**Your goal**
Whenever the word "applied" turns up in a line of the data below, copy that line.
————
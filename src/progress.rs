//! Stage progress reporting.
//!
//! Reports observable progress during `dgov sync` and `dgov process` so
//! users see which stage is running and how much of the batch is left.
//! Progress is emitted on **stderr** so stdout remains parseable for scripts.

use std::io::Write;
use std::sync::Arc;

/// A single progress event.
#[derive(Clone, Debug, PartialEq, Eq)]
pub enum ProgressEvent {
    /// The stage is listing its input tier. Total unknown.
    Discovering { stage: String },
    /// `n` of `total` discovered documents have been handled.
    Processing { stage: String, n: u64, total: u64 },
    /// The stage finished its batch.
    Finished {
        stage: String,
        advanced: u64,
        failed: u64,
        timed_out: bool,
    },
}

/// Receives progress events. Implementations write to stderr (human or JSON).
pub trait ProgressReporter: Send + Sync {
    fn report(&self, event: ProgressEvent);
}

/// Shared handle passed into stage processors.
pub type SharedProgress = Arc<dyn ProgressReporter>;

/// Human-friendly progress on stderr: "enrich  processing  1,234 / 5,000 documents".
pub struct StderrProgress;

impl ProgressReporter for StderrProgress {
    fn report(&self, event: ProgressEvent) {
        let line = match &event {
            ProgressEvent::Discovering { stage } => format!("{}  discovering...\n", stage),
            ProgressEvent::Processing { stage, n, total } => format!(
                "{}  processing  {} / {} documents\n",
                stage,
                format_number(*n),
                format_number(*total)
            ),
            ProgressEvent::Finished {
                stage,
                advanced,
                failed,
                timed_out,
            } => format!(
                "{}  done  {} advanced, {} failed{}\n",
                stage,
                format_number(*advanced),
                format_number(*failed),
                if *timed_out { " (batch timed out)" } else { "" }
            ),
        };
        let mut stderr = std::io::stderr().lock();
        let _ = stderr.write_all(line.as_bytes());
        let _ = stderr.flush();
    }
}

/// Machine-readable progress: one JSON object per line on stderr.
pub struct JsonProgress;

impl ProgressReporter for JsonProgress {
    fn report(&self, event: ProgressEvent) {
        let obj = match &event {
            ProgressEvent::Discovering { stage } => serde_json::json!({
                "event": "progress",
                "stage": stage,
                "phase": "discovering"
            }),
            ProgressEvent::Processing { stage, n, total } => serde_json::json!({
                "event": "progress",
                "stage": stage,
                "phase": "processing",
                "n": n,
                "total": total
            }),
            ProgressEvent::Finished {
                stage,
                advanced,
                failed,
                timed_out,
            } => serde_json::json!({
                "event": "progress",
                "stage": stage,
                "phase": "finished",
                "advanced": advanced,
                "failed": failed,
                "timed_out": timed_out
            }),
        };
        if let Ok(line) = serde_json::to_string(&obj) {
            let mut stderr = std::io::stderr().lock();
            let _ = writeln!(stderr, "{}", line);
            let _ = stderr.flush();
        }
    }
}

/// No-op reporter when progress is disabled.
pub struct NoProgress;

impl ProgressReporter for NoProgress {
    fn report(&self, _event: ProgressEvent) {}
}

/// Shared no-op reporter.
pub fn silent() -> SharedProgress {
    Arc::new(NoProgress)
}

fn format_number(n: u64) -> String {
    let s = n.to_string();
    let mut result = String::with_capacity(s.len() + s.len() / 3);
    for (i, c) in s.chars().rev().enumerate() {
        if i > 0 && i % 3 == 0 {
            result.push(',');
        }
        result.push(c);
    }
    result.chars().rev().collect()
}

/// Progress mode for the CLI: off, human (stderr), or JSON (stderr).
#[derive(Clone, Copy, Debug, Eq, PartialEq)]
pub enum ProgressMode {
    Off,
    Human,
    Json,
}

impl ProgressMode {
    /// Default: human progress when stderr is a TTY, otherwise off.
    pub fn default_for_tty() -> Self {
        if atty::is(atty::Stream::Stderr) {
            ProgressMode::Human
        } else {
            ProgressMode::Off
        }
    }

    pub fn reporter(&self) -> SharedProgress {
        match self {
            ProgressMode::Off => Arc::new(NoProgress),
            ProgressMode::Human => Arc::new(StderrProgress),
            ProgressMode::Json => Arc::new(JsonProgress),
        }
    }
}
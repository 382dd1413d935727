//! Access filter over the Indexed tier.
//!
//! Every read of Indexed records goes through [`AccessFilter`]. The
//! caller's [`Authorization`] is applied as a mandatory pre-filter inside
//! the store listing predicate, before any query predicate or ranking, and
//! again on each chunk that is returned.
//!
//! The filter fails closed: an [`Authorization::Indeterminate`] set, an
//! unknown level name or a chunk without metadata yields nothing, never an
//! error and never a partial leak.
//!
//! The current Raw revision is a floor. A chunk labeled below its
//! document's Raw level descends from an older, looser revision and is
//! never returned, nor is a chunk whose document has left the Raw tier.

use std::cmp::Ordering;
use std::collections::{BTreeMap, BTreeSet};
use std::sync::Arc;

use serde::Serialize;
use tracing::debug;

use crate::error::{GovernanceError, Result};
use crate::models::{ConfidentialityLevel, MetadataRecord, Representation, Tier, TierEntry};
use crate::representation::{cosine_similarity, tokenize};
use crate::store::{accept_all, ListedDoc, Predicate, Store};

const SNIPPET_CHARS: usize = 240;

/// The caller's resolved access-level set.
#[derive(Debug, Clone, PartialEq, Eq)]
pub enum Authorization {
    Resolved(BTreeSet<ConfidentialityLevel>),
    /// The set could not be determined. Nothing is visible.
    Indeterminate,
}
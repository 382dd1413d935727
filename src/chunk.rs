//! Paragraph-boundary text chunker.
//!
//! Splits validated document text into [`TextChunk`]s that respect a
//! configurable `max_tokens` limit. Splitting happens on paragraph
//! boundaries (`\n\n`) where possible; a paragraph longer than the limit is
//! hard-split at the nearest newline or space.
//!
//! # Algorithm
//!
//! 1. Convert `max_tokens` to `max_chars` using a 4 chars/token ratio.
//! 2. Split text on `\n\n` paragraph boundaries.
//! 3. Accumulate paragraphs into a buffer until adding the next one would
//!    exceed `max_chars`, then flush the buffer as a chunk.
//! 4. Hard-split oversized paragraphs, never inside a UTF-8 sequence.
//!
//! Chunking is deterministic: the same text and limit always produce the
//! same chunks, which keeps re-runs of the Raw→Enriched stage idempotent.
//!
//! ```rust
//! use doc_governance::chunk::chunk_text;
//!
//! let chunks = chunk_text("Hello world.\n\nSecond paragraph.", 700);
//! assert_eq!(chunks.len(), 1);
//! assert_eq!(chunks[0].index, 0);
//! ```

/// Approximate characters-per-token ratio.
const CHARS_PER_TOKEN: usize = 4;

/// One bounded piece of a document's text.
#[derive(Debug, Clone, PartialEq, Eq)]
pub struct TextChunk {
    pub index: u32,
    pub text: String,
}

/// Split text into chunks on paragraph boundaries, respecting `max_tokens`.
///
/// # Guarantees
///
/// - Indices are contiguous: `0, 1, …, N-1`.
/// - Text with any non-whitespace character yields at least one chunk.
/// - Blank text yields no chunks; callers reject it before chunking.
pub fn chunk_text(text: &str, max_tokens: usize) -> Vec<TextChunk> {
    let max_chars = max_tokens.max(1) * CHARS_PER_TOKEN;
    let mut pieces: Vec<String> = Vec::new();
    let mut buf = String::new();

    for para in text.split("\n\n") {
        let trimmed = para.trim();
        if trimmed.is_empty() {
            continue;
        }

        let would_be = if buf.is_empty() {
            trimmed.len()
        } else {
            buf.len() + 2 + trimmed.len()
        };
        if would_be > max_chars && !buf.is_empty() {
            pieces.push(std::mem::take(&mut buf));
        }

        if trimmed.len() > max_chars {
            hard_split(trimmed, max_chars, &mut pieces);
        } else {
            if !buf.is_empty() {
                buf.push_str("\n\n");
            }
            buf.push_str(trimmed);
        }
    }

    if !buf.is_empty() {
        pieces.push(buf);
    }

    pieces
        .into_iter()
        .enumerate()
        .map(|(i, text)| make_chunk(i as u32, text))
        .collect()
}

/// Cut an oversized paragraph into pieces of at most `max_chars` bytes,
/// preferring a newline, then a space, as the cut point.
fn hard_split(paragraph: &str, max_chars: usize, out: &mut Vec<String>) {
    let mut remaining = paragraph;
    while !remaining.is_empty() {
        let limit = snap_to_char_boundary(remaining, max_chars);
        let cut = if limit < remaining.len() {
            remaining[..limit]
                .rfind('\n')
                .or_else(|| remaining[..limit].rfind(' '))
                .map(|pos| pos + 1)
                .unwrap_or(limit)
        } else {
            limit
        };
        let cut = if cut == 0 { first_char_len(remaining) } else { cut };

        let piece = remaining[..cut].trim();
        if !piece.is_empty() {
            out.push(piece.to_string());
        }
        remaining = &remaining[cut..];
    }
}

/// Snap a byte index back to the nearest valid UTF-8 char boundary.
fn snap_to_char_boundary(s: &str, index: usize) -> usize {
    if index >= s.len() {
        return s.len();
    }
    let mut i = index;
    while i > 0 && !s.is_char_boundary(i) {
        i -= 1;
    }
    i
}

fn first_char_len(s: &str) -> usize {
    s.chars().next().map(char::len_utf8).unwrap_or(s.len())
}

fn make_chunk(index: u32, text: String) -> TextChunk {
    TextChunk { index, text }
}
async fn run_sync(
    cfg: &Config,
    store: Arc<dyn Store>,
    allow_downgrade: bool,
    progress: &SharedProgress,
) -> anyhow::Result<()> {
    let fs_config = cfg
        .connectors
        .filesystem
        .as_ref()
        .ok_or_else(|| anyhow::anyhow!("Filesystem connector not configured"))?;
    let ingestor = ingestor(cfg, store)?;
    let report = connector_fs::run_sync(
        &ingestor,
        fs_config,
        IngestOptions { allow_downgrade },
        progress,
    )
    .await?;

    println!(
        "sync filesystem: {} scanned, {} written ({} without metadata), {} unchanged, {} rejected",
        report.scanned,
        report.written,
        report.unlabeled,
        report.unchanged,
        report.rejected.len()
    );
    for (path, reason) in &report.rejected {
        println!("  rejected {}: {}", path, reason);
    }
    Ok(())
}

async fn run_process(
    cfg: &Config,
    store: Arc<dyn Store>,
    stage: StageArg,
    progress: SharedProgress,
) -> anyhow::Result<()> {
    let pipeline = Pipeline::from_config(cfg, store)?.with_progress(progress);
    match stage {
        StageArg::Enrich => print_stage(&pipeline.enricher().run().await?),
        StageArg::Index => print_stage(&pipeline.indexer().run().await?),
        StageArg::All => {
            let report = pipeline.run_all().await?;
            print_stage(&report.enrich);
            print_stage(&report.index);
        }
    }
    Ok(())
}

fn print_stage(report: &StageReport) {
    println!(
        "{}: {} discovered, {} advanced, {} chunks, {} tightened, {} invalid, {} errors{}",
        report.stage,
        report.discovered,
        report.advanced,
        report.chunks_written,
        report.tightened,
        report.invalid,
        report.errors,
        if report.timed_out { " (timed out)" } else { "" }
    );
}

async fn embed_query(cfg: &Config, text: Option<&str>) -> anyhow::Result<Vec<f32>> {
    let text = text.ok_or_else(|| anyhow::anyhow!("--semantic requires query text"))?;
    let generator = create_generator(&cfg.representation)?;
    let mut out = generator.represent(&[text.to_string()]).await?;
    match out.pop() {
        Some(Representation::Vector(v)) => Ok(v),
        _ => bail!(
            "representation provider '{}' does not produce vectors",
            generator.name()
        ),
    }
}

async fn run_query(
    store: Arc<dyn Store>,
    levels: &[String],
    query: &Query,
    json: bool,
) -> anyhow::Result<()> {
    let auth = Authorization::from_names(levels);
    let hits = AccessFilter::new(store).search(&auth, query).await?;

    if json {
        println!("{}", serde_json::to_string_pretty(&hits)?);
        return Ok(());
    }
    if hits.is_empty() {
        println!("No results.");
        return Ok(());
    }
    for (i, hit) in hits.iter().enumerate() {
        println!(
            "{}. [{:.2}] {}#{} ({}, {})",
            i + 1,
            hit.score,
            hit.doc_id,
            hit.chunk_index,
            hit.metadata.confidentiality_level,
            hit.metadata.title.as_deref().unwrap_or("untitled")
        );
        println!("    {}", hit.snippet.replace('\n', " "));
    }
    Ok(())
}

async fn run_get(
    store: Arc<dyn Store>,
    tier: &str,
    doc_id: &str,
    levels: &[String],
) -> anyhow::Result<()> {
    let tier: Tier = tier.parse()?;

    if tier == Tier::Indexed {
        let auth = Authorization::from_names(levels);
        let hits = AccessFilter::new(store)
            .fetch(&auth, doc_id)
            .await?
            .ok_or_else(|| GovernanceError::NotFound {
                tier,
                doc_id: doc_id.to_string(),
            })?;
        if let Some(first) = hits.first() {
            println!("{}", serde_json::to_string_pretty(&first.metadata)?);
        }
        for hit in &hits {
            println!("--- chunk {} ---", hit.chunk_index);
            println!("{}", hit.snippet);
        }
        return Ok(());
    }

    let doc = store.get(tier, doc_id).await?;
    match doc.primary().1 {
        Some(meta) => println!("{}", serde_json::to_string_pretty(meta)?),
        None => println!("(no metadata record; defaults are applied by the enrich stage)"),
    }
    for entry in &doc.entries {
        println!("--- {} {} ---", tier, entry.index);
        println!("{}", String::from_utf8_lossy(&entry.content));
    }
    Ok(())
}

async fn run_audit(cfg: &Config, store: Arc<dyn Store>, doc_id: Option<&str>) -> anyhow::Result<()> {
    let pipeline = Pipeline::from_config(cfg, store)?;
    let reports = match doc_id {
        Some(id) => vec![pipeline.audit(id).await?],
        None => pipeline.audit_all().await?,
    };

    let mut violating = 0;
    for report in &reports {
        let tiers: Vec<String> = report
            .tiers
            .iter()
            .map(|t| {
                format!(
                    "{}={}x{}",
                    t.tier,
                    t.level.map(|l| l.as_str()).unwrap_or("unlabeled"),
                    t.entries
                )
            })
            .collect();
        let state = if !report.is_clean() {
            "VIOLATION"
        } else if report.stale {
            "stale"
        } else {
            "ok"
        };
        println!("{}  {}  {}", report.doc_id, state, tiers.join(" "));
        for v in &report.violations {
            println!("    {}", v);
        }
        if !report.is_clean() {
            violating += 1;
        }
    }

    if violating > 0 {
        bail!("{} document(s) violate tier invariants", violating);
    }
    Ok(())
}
————
**Task output**
//! caller's [`Authorization`] is applied as a mandatory pre-filter inside
        None => println!("(no metadata record; defaults are applied by the enrich stage)"),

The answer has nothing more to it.